Pour la phase de concertation post-débat public 2013 sur le projet Cigéo, qui vise à impliquer plus largement les citoyens, l’Andra a demandé à la commission nationale du débat public (CNDP) la nomination de garants.
Ces derniers sont chargés d’accompagner la démarche de concertation autour de Cigéo et de veiller à son bon déroulement, en toute indépendance.

La mission des garants de la CNDP

Ce texte est établi sous la seule responsabilité des garants de la CNDP. Il sera actualisé au fil de l’avancement des différentes concertations.

 

Notre cadre d'intervention

Nommés par une autorité indépendante, la Commission nationale du débat public (CNDP), nous assumons collégialement cette mission pour le projet Cigéo, dans le cadre de la concertation lancée suite au débat public organisé sur le projet en 2013. Ce débat étant antérieur aux ordonnances de 2016 qui ont renforcé les dispositions applicables aux concertations publiques, la concertation en cours relève de l’article L 121-14 du code de l’environnement : sans fixer d’obligation, il prévoit la possibilité que le porteur d’un projet demande à la CNDP « de désigner un garant chargé de veiller à la mise en œuvre des modalités d'information et de participation du public ».

C’est la démarche que l’Andra a volontairement engagée en 2017. L’Agence conduit donc la concertation post débat public sous l’égide de garant.e.s de la CNDP. Contrairement à un débat public, qui  se déroule sous la seule maîtrise de la CNDP, la concertation publique qui la suit relève en effet de la compétence du maître d’ouvrage ou du porteur du projet.

Ouverte en 2017, cette concertation s’achèvera à l’ouverture de la future enquête publique sur le projet de décision de création du centre de stockage. Si cette création est confirmée, vous continuerez toutefois d’être régulièrement appelé à vous exprimer durant toutes les phases de la réalisation puis de l’exploitation du centre. S’il se confirme, un tel processus « de long cours » appellera des modalités adaptées pour vous garantir une sorte de « continuum » d’expression à toutes les étapes clés du projet.

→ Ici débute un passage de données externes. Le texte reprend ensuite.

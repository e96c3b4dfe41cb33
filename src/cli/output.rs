//! Output formatting for CLI commands
//!
//! Human-readable or JSON rendering. Colors respect NO_COLOR.

use crate::cli::OutputFormat;
use serde::Serialize;

/// Color scheme for CLI output
pub mod colors {
    use colored::{ColoredString, Colorize};

    /// Style for labels/headers
    pub fn label(s: &str) -> ColoredString {
        s.bold()
    }

    /// Style for version tokens
    pub fn version(s: &str) -> ColoredString {
        s.cyan()
    }

    /// Style for file paths
    pub fn file_path(s: &str) -> ColoredString {
        s.blue()
    }

    /// Style for numbers/counts
    pub fn number(s: &str) -> ColoredString {
        s.yellow()
    }

    pub fn success(s: &str) -> ColoredString {
        s.green()
    }

    pub fn warning(s: &str) -> ColoredString {
        s.yellow()
    }

    pub fn error(s: &str) -> ColoredString {
        s.red().bold()
    }

    /// Style for dim/secondary text
    pub fn dim(s: &str) -> ColoredString {
        s.dimmed()
    }
}

/// Format duration into human-readable string
pub fn format_duration(secs: f64) -> String {
    if secs >= 60.0 {
        let mins = (secs / 60.0).floor();
        let remaining_secs = secs - (mins * 60.0);
        format!("{mins:.0}m {remaining_secs:.1}s")
    } else if secs >= 1.0 {
        format!("{secs:.2}s")
    } else {
        let ms = secs * 1000.0;
        format!("{ms:.0}ms")
    }
}

/// Format relative time (e.g., "2h ago", "3d ago")
pub fn format_relative_time(timestamp: &chrono::DateTime<chrono::Utc>) -> String {
    let duration = chrono::Utc::now().signed_duration_since(*timestamp);

    if duration.num_seconds() < 0 {
        return "in the future".to_string();
    }

    let days = duration.num_days();
    let hours = duration.num_hours();
    let mins = duration.num_minutes();

    if days > 0 {
        format!("{days}d ago")
    } else if hours > 0 {
        format!("{hours}h ago")
    } else if mins > 0 {
        format!("{mins}m ago")
    } else {
        "just now".to_string()
    }
}

/// Print `data` as pretty JSON when the format asks for it
///
/// Returns `false` for human output, leaving rendering to the caller.
pub fn print_json<T: Serialize>(data: &T, format: OutputFormat) -> serde_json::Result<bool> {
    match format {
        OutputFormat::Json => {
            println!("{}", serde_json::to_string_pretty(data)?);
            Ok(true)
        }
        OutputFormat::Human => Ok(false),
    }
}

/// Print a warning message
pub fn print_warning(message: &str) {
    eprintln!("{}: {}", colors::warning("Warning"), message);
}

/// Print an error message
pub fn print_error(message: &str) {
    eprintln!("{}: {}", colors::error("Error"), message);
}

/// Print a header/title
pub fn print_header(title: &str) {
    println!("{}", colors::label(title));
}
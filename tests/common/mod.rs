// Common test utilities and fixtures

pub mod fixtures;
pub mod helpers;

// Re-export commonly used items
// Note: not every test binary uses every helper
#[allow(unused_imports)]
pub use fixtures::{note, EventLog, Note, NoteInterpreter};
#[allow(unused_imports)]
pub use helpers::{
    bodies_of, create_test_services, in_memory_writer, note_pipeline, visible_bodies,
};
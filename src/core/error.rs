//! Error types and error handling for the ingestion core.
//!
//! This module defines the error taxonomy shared by the writer handle,
//! the consumer pipeline and the snapshot reader provider. Failures on
//! cleanup paths (startup, release, rollback, shutdown) are logged by
//! their owners and never surface through these types.

use crate::core::types::WriterState;
use thiserror::Error;

/// Result type alias for ingestion operations
pub type Result<T> = std::result::Result<T, IngestError>;

/// Main error type for the ingestion core
#[derive(Error, Debug)]
pub enum IngestError {
    #[error("Startup failed: {0}")]
    StartupFailed(String),

    #[error("Invalid schema: {0}")]
    InvalidSchema(String),

    #[error("Writer not started (state: {0})")]
    NotStarted(WriterState),

    #[error("Mutation failed: {0}")]
    MutationFailed(String),

    #[error("Commit failed: {0}")]
    CommitFailed(String),

    #[error("Failed to open reader: {0}")]
    ReaderOpenFailed(String),

    #[error("Failed to release reader: {0}")]
    ReleaseFailed(String),

    #[error("Unsupported operation: {0}")]
    Unsupported(String),

    #[error("Invalid event: {0}")]
    InvalidEvent(String),

    #[error("Configuration error: {0}")]
    ConfigError(String),

    #[error("IO error: {0}")]
    IoError(#[from] std::io::Error),

    #[error("Serialization error: {0}")]
    SerdeError(#[from] serde_json::Error),

    #[error("TOML parsing error: {0}")]
    TomlError(#[from] toml::de::Error),
}

impl IngestError {
    /// Get user-friendly error message
    pub fn message(&self) -> String {
        self.to_string()
    }

    /// Check if the operation was rejected by the writer lifecycle
    pub fn is_not_started(&self) -> bool {
        matches!(self, IngestError::NotStarted(_))
    }

    /// Check if replaying the same batch may succeed
    ///
    /// Storage-side failures are retryable: retract-then-insert makes a
    /// batch replay converge to the same visible state.
    pub fn is_retryable(&self) -> bool {
        matches!(
            self,
            IngestError::MutationFailed(_)
                | IngestError::CommitFailed(_)
                | IngestError::ReaderOpenFailed(_)
                | IngestError::IoError(_)
        )
    }
}

/// A batch that failed during `consume`
///
/// Wraps the underlying failure together with enough context for the
/// caller to decide whether to replay the batch.
#[derive(Error, Debug)]
#[error("{}", describe(.batch_len, .event_index, .discarded_pending, .source))]
pub struct ConsumeError {
    /// Number of events in the failed batch
    pub batch_len: usize,

    /// Position of the event being processed when the batch failed
    /// (`None` for failures before or after the event loop)
    pub event_index: Option<usize>,

    /// Mutations carried over from earlier unversioned batches that the
    /// rollback discarded along with this batch
    pub discarded_pending: usize,

    /// Underlying failure
    #[source]
    pub source: IngestError,
}

fn describe(
    batch_len: &usize,
    event_index: &Option<usize>,
    discarded_pending: &usize,
    source: &IngestError,
) -> String {
    let mut msg = match event_index {
        Some(idx) => format!("Batch of {batch_len} events failed at event {idx}: {source}"),
        None => format!("Batch of {batch_len} events failed: {source}"),
    };
    if *discarded_pending > 0 {
        msg.push_str(&format!(
            " ({discarded_pending} pending mutations from earlier unversioned batches discarded)"
        ));
    }
    msg
}

impl ConsumeError {
    pub fn new(batch_len: usize, event_index: Option<usize>, source: IngestError) -> Self {
        Self {
            batch_len,
            event_index,
            discarded_pending: 0,
            source,
        }
    }

    /// Record how many carried-over mutations the rollback threw away
    pub fn with_discarded_pending(mut self, discarded_pending: usize) -> Self {
        self.discarded_pending = discarded_pending;
        self
    }

    /// Check if the caller may replay the whole batch
    pub fn is_retryable(&self) -> bool {
        self.source.is_retryable()
    }
}
//! Config command - show the resolved configuration

use crate::cli::output::print_header;
use crate::cli::OutputFormat;
use crate::core::config::Config;
use crate::core::services::Services;
use crate::core::xdg::XdgDirs;
use clap::Args;
use serde::Serialize;
use std::sync::Arc;

/// Arguments for the show-config command
#[derive(Args, Debug)]
pub struct ConfigArgs {
    /// Also show resolved config and data directories
    #[arg(long, short = 'a')]
    pub all: bool,
}

/// Configuration response
#[derive(Debug, Serialize)]
pub struct ConfigResponse {
    #[serde(flatten)]
    pub config: Config,
    #[serde(skip_serializing_if = "Option::is_none")]
    pub paths: Option<PathsResponse>,
}

#[derive(Debug, Serialize)]
pub struct PathsResponse {
    pub config_file: String,
    pub data_dir: String,
}

/// Execute the show-config command
pub async fn execute(
    args: ConfigArgs,
    services: &Arc<Services>,
    xdg: &XdgDirs,
    format: OutputFormat,
) -> Result<(), Box<dyn std::error::Error>> {
    let response = ConfigResponse {
        config: services.config.as_ref().clone(),
        paths: args.all.then(|| PathsResponse {
            config_file: xdg.config_file().to_string_lossy().into_owned(),
            data_dir: xdg.data_dir.to_string_lossy().into_owned(),
        }),
    };

    match format {
        OutputFormat::Human => {
            let config = &response.config;
            print_header("Configuration:");
            println!("  writer:");
            println!("    heap_size_bytes: {}", config.writer.heap_size_bytes);
            println!("    num_threads: {}", config.writer.num_threads);
            println!("  storage:");
            println!("    index_dir: {}", config.storage.index_dir.display());
            println!("  ingest:");
            println!("    default_analyzer: {}", config.ingest.default_analyzer);
            println!("    batch_size: {}", config.ingest.batch_size);
            println!("    text_fields: {:?}", config.ingest.text_fields);
            println!("    event_pattern: {}", config.ingest.event_pattern);
            if let Some(paths) = &response.paths {
                println!("  paths:");
                println!("    config_file: {}", paths.config_file);
                println!("    data_dir: {}", paths.data_dir);
            }
        }
        OutputFormat::Json => {
            println!("{}", serde_json::to_string_pretty(&response)?);
        }
    }

    Ok(())
}
//! Ingest command - feed JSON Lines events through the pipeline

use crate::cli::commands::ensure_started;
use crate::cli::output::{colors, format_duration, print_warning};
use crate::cli::OutputFormat;
use crate::core::indexable::Analyzer;
use crate::core::json_events::read_events;
use crate::core::services::Services;
use clap::Args;
use serde::Serialize;
use std::error::Error;
use std::path::PathBuf;
use std::sync::Arc;
use std::time::Instant;

/// Arguments for the ingest command
#[derive(Args, Debug)]
pub struct IngestArgs {
    /// Event file, or directory searched recursively for event files
    pub path: PathBuf,

    /// Events per batch (one commit per batch) [default: from config]
    #[arg(long, short = 'b')]
    pub batch_size: Option<usize>,

    /// File name pattern for directory sources [default: from config]
    #[arg(long, short = 'p')]
    pub pattern: Option<String>,

    /// Default analyzer for documents without an override [default: from config]
    #[arg(long, short = 'a')]
    pub analyzer: Option<String>,

    /// Suppress progress output
    #[arg(long, short = 'q')]
    pub quiet: bool,
}

/// Ingestion result response
#[derive(Debug, Serialize)]
pub struct IngestResponse {
    pub source: String,
    pub events: usize,
    pub batches: usize,
    pub skipped: usize,
    pub retracted: usize,
    pub inserted: usize,
    pub committed_version: Option<String>,
    /// Mutations left pending by trailing unversioned batches
    pub pending_mutations: usize,
    pub duration_secs: f64,
}

/// Execute the ingest command
pub async fn execute(
    args: IngestArgs,
    services: &Arc<Services>,
    format: OutputFormat,
) -> Result<(), Box<dyn Error>> {
    let batch_size = args.batch_size.unwrap_or(services.config.ingest.batch_size);
    if batch_size == 0 {
        return Err("Batch size must be at least 1.".into());
    }

    if !args.path.exists() {
        return Err(format!(
            "Event source '{}' does not exist.",
            args.path.display()
        )
        .into());
    }

    if !args.quiet && format == OutputFormat::Human {
        eprintln!(
            "Ingesting {} in batches of {}...",
            colors::file_path(&args.path.display().to_string()),
            colors::number(&batch_size.to_string())
        );
    }

    let services = Arc::clone(services);
    let response = tokio::task::spawn_blocking(move || ingest(&services, args, batch_size))
        .await?
        .map_err(|e| e as Box<dyn Error>)?;

    match format {
        OutputFormat::Human => {
            println!(
                "{} {} events in {} batches ({} skipped, {} documents) in {}",
                colors::success("Ingested"),
                colors::number(&response.events.to_string()),
                colors::number(&response.batches.to_string()),
                colors::number(&response.skipped.to_string()),
                colors::number(&response.inserted.to_string()),
                colors::number(&format_duration(response.duration_secs))
            );
            match &response.committed_version {
                Some(version) => println!("Committed version: {}", colors::version(version)),
                None => println!("Committed version: {}", colors::dim("none")),
            }
            if response.pending_mutations > 0 {
                print_warning(&format!(
                    "{} mutations had no version; they are flushed on shutdown",
                    response.pending_mutations
                ));
            }
        }
        OutputFormat::Json => {
            println!("{}", serde_json::to_string_pretty(&response)?);
        }
    }

    Ok(())
}

fn ingest(
    services: &Services,
    args: IngestArgs,
    batch_size: usize,
) -> Result<IngestResponse, Box<dyn Error + Send + Sync>> {
    let start = Instant::now();
    let pattern = args
        .pattern
        .unwrap_or_else(|| services.config.ingest.event_pattern.clone());

    let events = read_events(&args.path, &pattern)?;

    ensure_started(&services.writer)?;
    let mut pipeline = services.create_pipeline()?;
    if let Some(analyzer) = args.analyzer {
        pipeline = pipeline.with_default_analyzer(Analyzer::named(analyzer));
    }

    let mut response = IngestResponse {
        source: args.path.to_string_lossy().into_owned(),
        events: events.len(),
        batches: 0,
        skipped: 0,
        retracted: 0,
        inserted: 0,
        committed_version: None,
        pending_mutations: 0,
        duration_secs: 0.0,
    };

    for batch in events.chunks(batch_size) {
        let outcome = pipeline.consume_batch(batch)?;
        response.batches += 1;
        response.skipped += outcome.skipped;
        response.retracted += outcome.retracted;
        response.inserted += outcome.inserted;
        if let Some(version) = outcome.committed_version {
            response.committed_version = Some(version.into_inner());
        }
    }

    response.pending_mutations = services.writer.pending_mutations();
    response.duration_secs = start.elapsed().as_secs_f64();
    Ok(response)
}
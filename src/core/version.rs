//! Version tracking through commit metadata.
//!
//! Each commit stores a [`CommitRecord`] as the tantivy commit payload,
//! so the version of a commit becomes durable in the same step as the
//! documents it covers. The [`VersionTracker`] remembers the record of
//! the latest commit made (or found at start) by a writer handle.

use crate::core::error::{IngestError, Result};
use crate::core::types::VersionToken;
use chrono::{DateTime, Utc};
use serde::{Deserialize, Serialize};
use std::sync::RwLock;

/// Commit metadata key carrying the version token
pub const VERSION_KEY: &str = "version";

/// Metadata persisted with every commit
#[derive(Debug, Clone, PartialEq, Eq, Serialize, Deserialize)]
pub struct CommitRecord {
    /// Version of the last event of the committed batch
    pub version: VersionToken,

    /// Engine opstamp of the commit
    #[serde(default)]
    pub sequence: u64,

    /// Wall-clock time the commit was prepared
    #[serde(default)]
    pub committed_at: Option<DateTime<Utc>>,
}

impl CommitRecord {
    pub fn new(version: VersionToken, sequence: u64) -> Self {
        Self {
            version,
            sequence,
            committed_at: Some(Utc::now()),
        }
    }

    /// Encode as a commit payload
    pub fn to_payload(&self) -> Result<String> {
        Ok(serde_json::to_string(self)?)
    }

    /// Decode a commit payload
    ///
    /// Payloads without a `version` key (or not JSON at all) decode to
    /// `None`; they were not written by this crate.
    pub fn from_payload(payload: &str) -> Option<Self> {
        match serde_json::from_str::<CommitRecord>(payload) {
            Ok(record) => Some(record),
            Err(e) => {
                tracing::warn!(
                    "Ignoring commit payload without a '{}' entry: {}",
                    VERSION_KEY,
                    e
                );
                None
            }
        }
    }
}

/// Tracks the last committed record of one writer handle
#[derive(Debug, Default)]
pub struct VersionTracker {
    last_committed: RwLock<Option<CommitRecord>>,
}

impl VersionTracker {
    pub fn new() -> Self {
        Self::default()
    }

    /// Seed from the payload of the last durable commit
    pub fn load(&self, payload: Option<&str>) -> Result<Option<CommitRecord>> {
        let record = payload.and_then(CommitRecord::from_payload);
        self.set(record.clone())?;
        Ok(record)
    }

    /// Record a successful commit
    pub fn record(&self, record: CommitRecord) -> Result<()> {
        self.set(Some(record))
    }

    /// Record of the latest successful commit, if any
    pub fn last_committed(&self) -> Option<CommitRecord> {
        self.last_committed
            .read()
            .map(|guard| (*guard).clone())
            .unwrap_or_else(|poisoned| (*poisoned.into_inner()).clone())
    }

    /// Version of the latest successful commit, if any
    pub fn committed_version(&self) -> Option<VersionToken> {
        self.last_committed().map(|record| record.version)
    }

    fn set(&self, record: Option<CommitRecord>) -> Result<()> {
        let mut guard = self
            .last_committed
            .write()
            .map_err(|e| IngestError::CommitFailed(format!("Version tracker poisoned: {e}")))?;
        *guard = record;
        Ok(())
    }
}
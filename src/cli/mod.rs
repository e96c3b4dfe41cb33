//! CLI adapter for nrt-ingest
//!
//! Feeds JSON Lines event files through the consumer pipeline and
//! inspects the committed state of the index. Depends on `core/` only.

pub mod commands;
pub mod output;

use clap::{Parser, Subcommand};

/// nrt-ingest - near-real-time ingestion into a tantivy index
///
/// Consumes versioned events in batches, one atomic commit per batch,
/// and reports the version visible to snapshot readers.
#[derive(Parser, Debug)]
#[command(name = "nrt-ingest")]
#[command(version)]
#[command(about = "Near-real-time ingestion into a tantivy index", long_about = None)]
#[command(propagate_version = true)]
pub struct Cli {
    /// Output format
    #[arg(long, global = true, default_value = "human")]
    pub format: OutputFormat,

    /// Emit logs as JSON lines on stderr
    #[arg(long, global = true)]
    pub log_json: bool,

    #[command(subcommand)]
    pub command: Commands,
}

/// Output format for CLI commands
#[derive(Debug, Clone, Copy, Default, PartialEq, Eq, clap::ValueEnum)]
pub enum OutputFormat {
    /// Human-readable output (default)
    #[default]
    Human,
    /// JSON output for scripting
    Json,
}

/// Available CLI commands
#[derive(Subcommand, Debug)]
pub enum Commands {
    /// Ingest events from a JSON Lines file or directory
    Ingest(commands::IngestArgs),

    /// Show the committed version and document count
    Status(commands::StatusArgs),

    /// Show current configuration
    #[command(name = "show-config")]
    ShowConfig(commands::ConfigArgs),

    /// Generate shell completion scripts
    ///
    /// Output completion script to stdout. To install:
    ///
    ///   bash:  nrt-ingest completions bash > ~/.local/share/bash-completion/completions/nrt-ingest
    ///   zsh:   nrt-ingest completions zsh > ~/.zfunc/_nrt-ingest
    ///   fish:  nrt-ingest completions fish > ~/.config/fish/completions/nrt-ingest.fish
    Completions(commands::CompletionsArgs),
}

/// Run the CLI with the provided arguments
pub async fn run(cli: Cli) -> Result<(), Box<dyn std::error::Error>> {
    use crate::core::config::Config;
    use crate::core::services::Services;
    use crate::core::xdg::XdgDirs;
    use std::sync::Arc;

    // Handle completions command early (doesn't need services)
    let command = match cli.command {
        Commands::Completions(args) => return commands::completions::execute(args),
        command => command,
    };

    let xdg = XdgDirs::new();
    xdg.ensure_dirs_exist()?;
    xdg.log_paths();

    let config = Config::load_with_xdg(&xdg)?;
    config.log_config();

    let services = Arc::new(Services::new(config)?);

    let result = match command {
        Commands::Ingest(args) => commands::ingest::execute(args, &services, cli.format).await,
        Commands::Status(args) => commands::status::execute(args, &services, cli.format).await,
        Commands::ShowConfig(args) => {
            commands::config::execute(args, &services, &xdg, cli.format).await
        }
        Commands::Completions(_) => unreachable!(), // Handled above
    };

    // Flush and release the index lock before exiting
    let writer = Arc::clone(&services.writer);
    tokio::task::spawn_blocking(move || writer.shutdown()).await?;

    result
}
//! Indexable view of a domain event.
//!
//! An [`Interpreter`] turns one payload into an [`Indexable`]: the uid
//! that identifies the payload in the index, a skip flag, and the
//! ordered mutation requests to apply once the uid has been retracted.

use std::fmt;
use tantivy::TantivyDocument;

/// Name of tantivy's built-in default tokenizer
pub const DEFAULT_ANALYZER: &str = "default";

/// Named text-processing strategy
///
/// Refers to a tokenizer registered with the index's tokenizer manager
/// (tantivy built-ins or analyzers registered on the writer handle
/// before start).
#[derive(Debug, Clone, PartialEq, Eq, Hash)]
pub struct Analyzer(String);

impl Analyzer {
    pub fn named(name: impl Into<String>) -> Self {
        Self(name.into())
    }

    pub fn name(&self) -> &str {
        &self.0
    }
}

impl Default for Analyzer {
    fn default() -> Self {
        Self(DEFAULT_ANALYZER.to_string())
    }
}

impl fmt::Display for Analyzer {
    fn fmt(&self, f: &mut fmt::Formatter<'_>) -> fmt::Result {
        f.write_str(&self.0)
    }
}

/// One document to insert for an indexable
#[derive(Debug, Clone)]
pub struct MutationRequest {
    /// Searchable fields (must not carry the reserved uid field)
    pub fields: TantivyDocument,

    /// Analyzer overriding the pipeline default for this document
    pub analyzer: Option<Analyzer>,
}

impl MutationRequest {
    pub fn new(fields: TantivyDocument) -> Self {
        Self {
            fields,
            analyzer: None,
        }
    }

    pub fn with_analyzer(mut self, analyzer: Analyzer) -> Self {
        self.analyzer = Some(analyzer);
        self
    }
}

/// Interpreted form of a payload
#[derive(Debug, Clone)]
pub struct Indexable {
    uid: String,
    skip: bool,
    requests: Vec<MutationRequest>,
}

impl Indexable {
    /// Indexable whose prior state is replaced by `requests`
    ///
    /// An empty request list retracts the uid without re-inserting.
    pub fn new(uid: impl Into<String>, requests: Vec<MutationRequest>) -> Self {
        Self {
            uid: uid.into(),
            skip: false,
            requests,
        }
    }

    /// Indexable that leaves the index untouched
    pub fn skip(uid: impl Into<String>) -> Self {
        Self {
            uid: uid.into(),
            skip: true,
            requests: Vec::new(),
        }
    }

    pub fn uid(&self) -> &str {
        &self.uid
    }

    pub fn is_skip(&self) -> bool {
        self.skip
    }

    pub fn requests(&self) -> &[MutationRequest] {
        &self.requests
    }

    pub fn into_requests(self) -> Vec<MutationRequest> {
        self.requests
    }
}

/// Converts a payload into its indexable view
///
/// Implementations must be free of side effects. Any
/// `Fn(&D) -> Indexable` closure is an interpreter.
pub trait Interpreter<D>: Send + Sync {
    fn interpret(&self, payload: &D) -> Indexable;
}

impl<D, F> Interpreter<D> for F
where
    F: Fn(&D) -> Indexable + Send + Sync,
{
    fn interpret(&self, payload: &D) -> Indexable {
        self(payload)
    }
}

La conception du projet de centre de stockage intègre celle de plusieurs autres aménagements (desserte électrique haute tension, desserte ferroviaire, déviation de l’actuelle RD 960/60, alimentation en eau), ainsi que la mise en compatibilité des documents d’urbanisme avec le projet. Ces thèmes relèvent d’autres maîtres d’ouvrage que l’Andra et donnent lieu à des concertations préalables spécifiques qui sont à des degrés divers d’avancement.  Nos bilans sur les volets déjà traités (« énergie électrique », « voie ferrée » et « urbanisme ») sont disponibles sur le site de la CNDP. La concertation préalable relative au projet de déviation de la RD 60/960, sous l’égide du Conseil départemental de Haute-Marne, aura lieu du 31 janvier au 11 mars 2022.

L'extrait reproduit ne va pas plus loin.